Figure 4. PC1 accumulates intracellularly in cells lacking Fam134b.

1. WT and CRISPR‐Cas9 Fam134b knockout MEFs were treated as indicated, lysed and analysed by Western blot with the indicated antibodies. Western blots are representative of 4 independent experiments.
2. WT and CRISPR‐Cas9 Fam134b MEFs were immunolabelled for PC1 (568, red), nuclei stained with Hoechst (blue) and analysed by scanning confocal microscopy. Scale bar = 10 μm.

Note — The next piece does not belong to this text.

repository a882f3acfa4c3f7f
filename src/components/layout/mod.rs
//! Layout components shared across routes.

mod app_shell;

pub(crate) use app_shell::AppShell;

3. CRISPR Fam134b MEF mock, wild‐type FAM134B‐HA or FAM134Blir‐HA transfected were immunolabelled for PC1 (568, red), Lamp1 (488, green) and HA (647, violet) and analysed by scanning confocal microscopy. Scale bar = 10 μm. Inset panels show magnification of the boxed area. Bar graph shows quantification of Lamp1 vesicles positive for PC1, expressed as % of total lysosomes (mean ± SEM), quantification of n = 10 cells per treatment; three independent experiments. One‐way ANOVA with Dunnett's multiple comparisons test was performed. ns ≥ 0.05, ***P < 0.0001.

Source data are available online for this figure.